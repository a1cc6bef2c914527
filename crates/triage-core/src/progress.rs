//! Experience and levels.
//!
//! Each completed task grants XP for the focused minutes it accumulated,
//! scaled by its priority, plus a flat bonus for finishing:
//!
//! ```text
//! xp_gained = floor((time_spent / 60) · 10 · (1 + priority / 100)) + 50
//! level     = floor(1 + total_xp / 1000)
//! ```

use serde::{Deserialize, Serialize};

use crate::task::Task;
use crate::user::User;

/// Flat XP for finishing any task.
pub const COMPLETION_BONUS_XP: u64 = 50;
/// XP per focused minute before the priority multiplier.
pub const XP_PER_FOCUS_MINUTE: f64 = 10.0;
/// XP needed per level.
pub const XP_PER_LEVEL: u64 = 1000;

/// Result of crediting one completion to a user.
#[derive(Debug, Clone, Copy, PartialEq, Eq, Serialize, Deserialize)]
pub struct LevelProgress {
    pub xp_gained: u64,
    pub total_xp: u64,
    pub old_level: u32,
    pub new_level: u32,
    pub leveled_up: bool,
}

/// XP earned by a task with `time_spent` seconds and the given priority.
///
/// Never less than [`COMPLETION_BONUS_XP`]; the priority is not clamped, but a
/// product that comes out negative or non-finite counts as zero.
pub fn xp_for_completion(time_spent: u64, priority_score: f64) -> u64 {
    let minutes_focused = time_spent as f64 / 60.0;
    let base_xp = minutes_focused * XP_PER_FOCUS_MINUTE;
    let multiplier = 1.0 + priority_score / 100.0;
    let scaled = base_xp * multiplier;
    let scaled = if scaled.is_finite() && scaled > 0.0 {
        scaled.floor() as u64
    } else {
        0
    };
    scaled.saturating_add(COMPLETION_BONUS_XP)
}

/// Level reached with `total_xp`.
pub fn level_for_xp(total_xp: u64) -> u32 {
    u32::try_from(1 + total_xp / XP_PER_LEVEL).unwrap_or(u32::MAX)
}

/// Credit a just-completed task to its owner.
///
/// Stores the grant on the task as `xp_earned` and updates the user's
/// total and level. The caller guarantees this runs once per completion.
pub fn award_completion(user: &mut User, task: &mut Task) -> LevelProgress {
    let xp_gained = xp_for_completion(task.time_spent, task.priority_score);
    let old_level = user.level.max(1);

    user.total_xp = user.total_xp.saturating_add(xp_gained);
    let new_level = level_for_xp(user.total_xp);
    user.level = new_level.max(old_level);
    task.xp_earned = Some(xp_gained);

    let progress = LevelProgress {
        xp_gained,
        total_xp: user.total_xp,
        old_level,
        new_level,
        leveled_up: new_level > old_level,
    };
    if progress.leveled_up {
        tracing::info!(user_id = user.id, new_level, "level up");
    }
    progress
}
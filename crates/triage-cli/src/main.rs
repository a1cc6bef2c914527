use clap::{Parser, Subcommand};
use tracing_subscriber::EnvFilter;

mod commands;

#[derive(Parser)]
#[command(name = "triage", version, about = "Triage: score tasks, track focus, earn XP")]
struct Cli {
    #[command(subcommand)]
    command: Commands,
}

#[derive(Subcommand)]
enum Commands {
    /// User management
    User {
        #[command(subcommand)]
        action: commands::user::UserAction,
    },
    /// Task management and focus timer
    Task {
        #[command(subcommand)]
        action: commands::task::TaskAction,
    },
    /// Subtask checklist
    Subtask {
        #[command(subcommand)]
        action: commands::subtask::SubtaskAction,
    },
    /// Compute a priority score without creating a task
    Score(commands::score::ScoreArgs),
    /// Estimate urgency, fear and interest from free text
    Predict(commands::predict::PredictArgs),
    /// Configuration management
    Config {
        #[command(subcommand)]
        action: commands::config::ConfigAction,
    },
}

/// Log to stderr so stdout stays machine-readable.
fn init_logging() {
    let filter = EnvFilter::try_from_env("TRIAGE_LOG").unwrap_or_else(|_| EnvFilter::new("warn"));
    tracing_subscriber::fmt()
        .with_env_filter(filter)
        .with_writer(std::io::stderr)
        .with_target(false)
        .init();
}

#[tokio::main]
async fn main() {
    init_logging();
    let cli = Cli::parse();
    let result = match cli.command {
        Commands::User { action } => commands::user::run(action),
        Commands::Task { action } => commands::task::run(action).await,
        Commands::Subtask { action } => commands::subtask::run(action),
        Commands::Score(args) => commands::score::run(args),
        Commands::Predict(args) => commands::predict::run(args).await,
        Commands::Config { action } => commands::config::run(action),
    };

    if let Err(e) = result {
        eprintln!("error: {e}");
        std::process::exit(1);
    }
}
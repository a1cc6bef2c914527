//! Priority composition.
//!
//! The single place the stored `priority_score` is computed. Task creation and
//! the on-demand score preview both call [`compose_priority`].

use super::tmt::tmt_utility;
use super::Sliders;

/// Impulsiveness baked into the stored priority.
pub const PRIORITY_IMPULSIVENESS: f64 = 1.5;

const PRESSURE_WEIGHT: f64 = 0.6;
const UTILITY_WEIGHT: f64 = 0.4;

/// Raw urgency/fear pressure: `urgency · 2 + fear`.
pub fn pressure(urgency: f64, fear: f64) -> f64 {
    urgency * 2.0 + fear
}

/// Blend 60% pressure with 40% TMT utility.
///
/// Pressure uses the readings as given; only the utility term clamps them.
/// A NaN or infinite reading makes all three neutral, so the result is
/// always finite. It is not rounded.
pub fn compose_priority(urgency: f64, fear: f64, interest: f64) -> f64 {
    let Sliders {
        urgency,
        fear,
        interest,
    } = Sliders::new(urgency, fear, interest).finite_or_neutral();
    let utility = tmt_utility(urgency, fear, interest, Some(PRIORITY_IMPULSIVENESS));
    let priority = pressure(urgency, fear) * PRESSURE_WEIGHT + utility * UTILITY_WEIGHT;
    tracing::debug!(urgency, fear, interest, utility, priority, "composed priority");
    priority
}

#[cfg(test)]
mod tests {
    use super::*;

    fn close(a: f64, b: f64) -> bool {
        (a - b).abs() < 1e-9
    }

    #[test]
    fn worked_example() {
        // pressure 22 · 0.6 + 32.31 · 0.4
        assert!(close(compose_priority(8.0, 6.0, 7.0), 13.2 + 12.924));
    }

    #[test]
    fn neutral_sliders() {
        // E=7, V=5, U'=6.5, D=3.5 → 35 / 6.25 = 5.6; pressure 15
        assert!(close(compose_priority(5.0, 5.0, 5.0), 15.0 * 0.6 + 5.6 * 0.4));
    }

    #[test]
    fn pressure_uses_unclamped_readings() {
        assert_eq!(pressure(0.0, 0.0), 0.0);
        assert_eq!(pressure(10.0, 10.0), 30.0);
    }

    #[test]
    fn non_finite_reading_scores_as_neutral() {
        let neutral = compose_priority(5.0, 5.0, 5.0);
        assert_eq!(compose_priority(f64::NAN, 5.0, 5.0), neutral);
        assert_eq!(compose_priority(8.0, f64::INFINITY, 7.0), neutral);
        assert!(compose_priority(1.0, 1.0, f64::NEG_INFINITY).is_finite());
    }

    #[test]
    fn deterministic() {
        assert_eq!(
            compose_priority(3.3, 7.1, 2.9).to_bits(),
            compose_priority(3.3, 7.1, 2.9).to_bits()
        );
    }
}
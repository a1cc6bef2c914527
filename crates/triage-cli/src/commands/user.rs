use chrono::Utc;
use clap::Subcommand;
use triage_core::Config;

use super::{offline_service, print_json, CliResult};

#[derive(Subcommand)]
pub enum UserAction {
    /// Register a new user
    Create {
        /// Unique username
        username: String,
    },
    /// Show a user's XP and level
    Show {
        /// User ID
        id: i64,
    },
}

pub fn run(action: UserAction) -> CliResult {
    let svc = offline_service(&Config::load()?)?;
    match action {
        UserAction::Create { username } => print_json(&svc.register_user(&username, Utc::now())?),
        UserAction::Show { id } => print_json(&svc.get_user(id)?),
    }
}
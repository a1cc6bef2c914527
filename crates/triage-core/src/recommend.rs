//! Switch recommender.
//!
//! When the user wants to bail out of the current task, suggest an easier
//! open task they are likely to enjoy: the highest-interest candidate whose
//! difficulty is at most the configured ceiling.

use serde::{Deserialize, Serialize};

use crate::task::{Task, TaskAnalysis};

/// Highest difficulty a switch target may have.
pub const DEFAULT_MAX_SWITCH_DIFFICULTY: u8 = 6;

const NOTHING_SUITABLE: &str = "No suitable tasks found. Time for a break?";

/// Outcome of a switch query.
#[derive(Debug, Clone, PartialEq, Serialize, Deserialize)]
pub struct SwitchSuggestion {
    pub found: bool,
    pub message: String,
    #[serde(skip_serializing_if = "Option::is_none")]
    pub task_id: Option<i64>,
    #[serde(skip_serializing_if = "Option::is_none")]
    pub title: Option<String>,
    #[serde(skip_serializing_if = "Option::is_none")]
    pub difficulty: Option<u8>,
}

impl SwitchSuggestion {
    pub fn none() -> Self {
        SwitchSuggestion {
            found: false,
            message: NOTHING_SUITABLE.to_string(),
            task_id: None,
            title: None,
            difficulty: None,
        }
    }

    fn suggest(task: &Task, analysis: &TaskAnalysis) -> Self {
        SwitchSuggestion {
            found: true,
            message: format!(
                "How about '{}'? It's fairly easy (Diff: {}) and might help you reset.",
                task.title, analysis.difficulty_score
            ),
            task_id: Some(task.id),
            title: Some(task.title.clone()),
            difficulty: Some(analysis.difficulty_score),
        }
    }
}

/// Pick a switch target from `pool`.
///
/// Candidates must be open, must not be `current_task_id`, and must have a
/// difficulty of at most `max_difficulty`. Among those the highest interest
/// wins; on a tie the earliest candidate in `pool` is kept.
pub fn recommend_switch(
    current_task_id: i64,
    pool: &[(Task, TaskAnalysis)],
    max_difficulty: u8,
) -> SwitchSuggestion {
    let mut best: Option<&(Task, TaskAnalysis)> = None;
    for candidate in pool {
        let (task, analysis) = candidate;
        if task.id == current_task_id
            || !task.status.is_open()
            || analysis.difficulty_score > max_difficulty
        {
            continue;
        }
        let better = match best {
            None => true,
            Some((_, top)) => analysis.interest_score > top.interest_score,
        };
        if better {
            best = Some(candidate);
        }
    }

    match best {
        Some((task, analysis)) => SwitchSuggestion::suggest(task, analysis),
        None => SwitchSuggestion::none(),
    }
}
//! External text collaborators.
//!
//! Two capabilities sit outside the core: a breakdown generator that turns a
//! task description into steps plus a difficulty guess, and an urgency
//! estimator that reads urgency/fear/interest off free text. Each has a live
//! implementation and a fixed stub. Callers go through [`breakdown_or_fallback`]
//! and [`estimate_or_neutral`], which never fail: a collaborator error is
//! logged and replaced by the documented fallback value.

pub mod anchors;
pub mod gemini;
pub mod stub;
pub mod traits;

pub use anchors::{AnchorEstimator, Embedder};
pub use gemini::{GeminiBreakdown, GeminiEmbedder};
pub use stub::{FixedEstimator, NoBreakdown, StaticBreakdown};
pub use traits::{Breakdown, BreakdownGenerator, UrgencyEstimator};

use crate::scoring::Sliders;

/// Ask `generator` for a breakdown, degrading to an empty list with
/// difficulty 0 on any failure.
pub async fn breakdown_or_fallback(generator: &dyn BreakdownGenerator, text: &str) -> Breakdown {
    match generator.breakdown(text).await {
        Ok(breakdown) => breakdown.sanitized(),
        Err(e) => {
            tracing::warn!(generator = generator.name(), error = %e, "breakdown degraded to fallback");
            Breakdown::fallback()
        }
    }
}

/// Ask `estimator` for slider readings, degrading to all-neutral on failure
/// or non-finite output. Finite readings are clamped into `[1, 10]`.
pub async fn estimate_or_neutral(estimator: &dyn UrgencyEstimator, text: &str) -> Sliders {
    match estimator.estimate(text).await {
        Ok(readings) if readings.is_finite() => readings.clamped(),
        Ok(readings) => {
            tracing::warn!(estimator = estimator.name(), ?readings, "non-finite estimate, using neutral");
            Sliders::neutral()
        }
        Err(e) => {
            tracing::warn!(estimator = estimator.name(), error = %e, "estimate degraded to neutral");
            Sliders::neutral()
        }
    }
}
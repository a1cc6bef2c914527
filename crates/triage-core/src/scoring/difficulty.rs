use super::round_to;

/// Pick the final difficulty: the external estimate when it has one,
/// otherwise the fear slider.
///
/// An estimate of `0` means the estimator was unsure. The fear fallback is
/// rounded to the nearest whole step (ties to even) and kept within `0..=10`.
pub fn resolve_difficulty(external_estimate: u8, fear_fallback: f64) -> u8 {
    if external_estimate > 0 {
        return external_estimate;
    }
    if fear_fallback.is_nan() {
        return super::NEUTRAL_SLIDER as u8;
    }
    round_to(fear_fallback.clamp(0.0, 10.0), 0) as u8
}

--------------------------------------------------

TASK TO CARRY OUT
Lines from the top of the entries above to the line that contains "needed per level." should be set down exactly, please, with both ends kept and nothing added.

YOUR RESPONSE
repository a1cc6bef2c914527
filename crates/triage-core/src/progress.rs
//! Experience and levels.
//!
//! Each completed task grants XP for the focused minutes it accumulated,
//! scaled by its priority, plus a flat bonus for finishing:
//!
//! ```text
//! xp_gained = floor((time_spent / 60) · 10 · (1 + priority / 100)) + 50
//! level     = floor(1 + total_xp / 1000)
//! ```

use serde::{Deserialize, Serialize};

use crate::task::Task;
use crate::user::User;

/// Flat XP for finishing any task.
pub const COMPLETION_BONUS_XP: u64 = 50;
/// XP per focused minute before the priority multiplier.
pub const XP_PER_FOCUS_MINUTE: f64 = 10.0;
/// XP needed per level.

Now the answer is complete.